What Is a Good ROI for a Small Business?

A "good" ROI varies by industry, risk level, and time horizon. For context, the S&P 500 returns roughly 10% annually over the long run. Small business owners typically expect significantly higher returns — often 15%–30% — to compensate for the additional risk and effort involved.

For marketing investments specifically, a 5:1 revenue-to-spend ratio (ROAS of 5x, or 400% ROI) is often cited as the benchmark for a strong campaign. Google Ads campaigns that perform well typically hit 200%–800% ROI depending on the industry.
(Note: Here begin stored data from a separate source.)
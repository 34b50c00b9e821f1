//! Rolling-window millisecond budget for heavy work leases.

use parking_lot::Mutex;
use std::time::{Duration, Instant};

/// A granted (or denied) admission for one job.
#[derive(Debug, Clone)]
pub struct Lease {
    /// Job the lease was requested for.
    pub job_name: String,
    /// Whether the lease was granted.
    pub allowed: bool,
    /// Milliseconds granted (0 when denied).
    pub granted_ms: u64,
    /// Whether the lease counts against heavy concurrency.
    pub heavy: bool,
    pub(crate) id: u64,
}

struct WindowState {
    spent: Vec<(Instant, u64)>,
    outstanding: Vec<(u64, u64, bool)>, // (lease id, granted_ms, heavy)
    next_id: u64,
}

/// Budget of `window_budget_ms` spendable per rolling `window_s`, with a
/// per-job cap and a heavy-concurrency cap. Unused grant returns to the
/// pool at release time.
pub struct BudgetWindow {
    window: Duration,
    window_budget_ms: u64,
    per_job_max_ms: u64,
    max_heavy_concurrency: usize,
    state: Mutex<WindowState>,
}

impl BudgetWindow {
    /// New budget window.
    pub fn new(
        window_s: u64,
        window_budget_ms: u64,
        per_job_max_ms: u64,
        max_heavy_concurrency: usize,
    ) -> Self {
        BudgetWindow {
            window: Duration::from_secs(window_s.max(1)),
            window_budget_ms,
            per_job_max_ms: per_job_max_ms.max(1),
            max_heavy_concurrency: max_heavy_concurrency.max(1),
            state: Mutex::new(WindowState {
                spent: Vec::new(),
                outstanding: Vec::new(),
                next_id: 1,
            }),
        }
    }

    /// Request a lease of up to `requested_ms`.
    pub fn lease(&self, job_name: &str, requested_ms: u64, heavy: bool) -> Lease {
        let now = Instant::now();
        let mut state = self.state.lock();
        prune(&mut state.spent, now, self.window);
        if heavy {
            let inflight_heavy = state
                .outstanding
                .iter()
                .filter(|(_, _, is_heavy)| *is_heavy)
                .count();
            if inflight_heavy >= self.max_heavy_concurrency {
                return Lease {
                    job_name: job_name.to_string(),
                    allowed: false,
                    granted_ms: 0,
                    heavy,
                    id: 0,
                };
            }
        }
        let spent: u64 = state.spent.iter().map(|(_, ms)| ms).sum();
        let reserved: u64 = state.outstanding.iter().map(|(_, ms, _)| ms).sum();
        let remaining = self.window_budget_ms.saturating_sub(spent + reserved);
        let granted = requested_ms.min(self.per_job_max_ms).min(remaining);
        if granted == 0 {
            return Lease {
                job_name: job_name.to_string(),
                allowed: false,
                granted_ms: 0,
                heavy,
                id: 0,
            };
        }
        let id = state.next_id;
        state.next_id += 1;
        state.outstanding.push((id, granted, heavy));
        Lease {
            job_name: job_name.to_string(),
            allowed: true,
            granted_ms: granted,
            heavy,
            id,
        }
    }

    /// Release a lease, recording the milliseconds actually consumed.
    /// Consumption is capped at the grant; unused credit is returned.
    pub fn release(&self, lease: &Lease, consumed_ms: u64) {
        if !lease.allowed {
            return;
        }
        let mut state = self.state.lock();
        state.outstanding.retain(|(id, _, _)| *id != lease.id);
        let charged = consumed_ms.min(lease.granted_ms);
        if charged > 0 {
            state.spent.push((Instant::now(), charged));
        }
    }

    /// Milliseconds spent inside the current window.
    pub fn spent_ms(&self) -> u64 {
        let now = Instant::now();
        let mut state = self.state.lock();
        prune(&mut state.spent, now, self.window);
        state.spent.iter().map(|(_, ms)| ms).sum()
    }

    /// Milliseconds still grantable in the current window.
    pub fn remaining_ms(&self) -> u64 {
        let now = Instant::now();
        let mut state = self.state.lock();
        prune(&mut state.spent, now, self.window);
        let spent: u64 = state.spent.iter().map(|(_, ms)| ms).sum();
        let reserved: u64 = state.outstanding.iter().map(|(_, ms, _)| ms).sum();
        self.window_budget_ms.saturating_sub(spent + reserved)
    }

    /// Heavy leases currently outstanding.
    pub fn inflight_heavy(&self) -> usize {
        self.state
            .lock()
            .outstanding
            .iter()
            .filter(|(_, _, heavy)| *heavy)
            .count()
    }

    /// Configured window budget.
    pub fn window_budget_ms(&self) -> u64 {
        self.window_budget_ms
    }
}

fn prune(spent: &mut Vec<(Instant, u64)>, now: Instant, window: Duration) {
    spent.retain(|(at, _)| now.duration_since(*at) <= window);
}

#[cfg(test)]
mod tests {
    use super::*;

    #[test]
    fn grants_are_capped_per_job() {
        let budget = BudgetWindow::new(60, 10_000, 2_000, 2);
        let lease = budget.lease("idle.extract", 5_000, true);
        assert!(lease.allowed);
        assert_eq!(lease.granted_ms, 2_000);
        budget.release(&lease, 500);
        assert_eq!(budget.spent_ms(), 500);
    }

    #[test]
    fn unused_credit_returns_to_pool() {
        let budget = BudgetWindow::new(60, 1_000, 1_000, 2);
        let lease = budget.lease("idle.extract", 1_000, true);
        assert_eq!(lease.granted_ms, 1_000);
        // While outstanding, the pool is exhausted.
        assert!(!budget.lease("idle.research", 100, true).allowed);
        budget.release(&lease, 200);
        let next = budget.lease("idle.research", 1_000, true);
        assert_eq!(next.granted_ms, 800);
    }

    #[test]
    fn heavy_concurrency_is_capped() {
        let budget = BudgetWindow::new(60, 100_000, 10_000, 1);
        let first = budget.lease("a", 1_000, true);
        assert!(first.allowed);
        assert!(!budget.lease("b", 1_000, true).allowed);
        // Light leases are unaffected by the heavy cap.
        assert!(budget.lease("c", 1_000, false).allowed);
        budget.release(&first, 1_000);
        assert!(budget.lease("b", 1_000, true).allowed);
    }

    #[test]
    fn overconsumption_is_charged_at_grant() {
        let budget = BudgetWindow::new(60, 1_000, 1_000, 2);
        let lease = budget.lease("a", 400, true);
        budget.release(&lease, 9_999);
        assert_eq!(budget.spent_ms(), 400);
    }
}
Stock market (S&P 500) ~10% annually
Small business operations 15%–30%+
Email marketing ~4,200% (avg $42 per $1)
Google Ads 200%–800%

How to Track Marketing ROI

Use UTM parameters and conversion tracking

Tag every campaign URL with UTM parameters and set up goals in Google Analytics to tie revenue back to specific campaigns, channels, and ads.

Track customer lifetime value, not just first purchase

A campaign that breaks even on the first sale may be highly profitable when you factor in repeat purchases and referrals over time.

Attribute revenue across multiple touchpoints

Most customers interact with multiple channels before converting. Use multi-touch attribution models to understand which channels are driving the most value.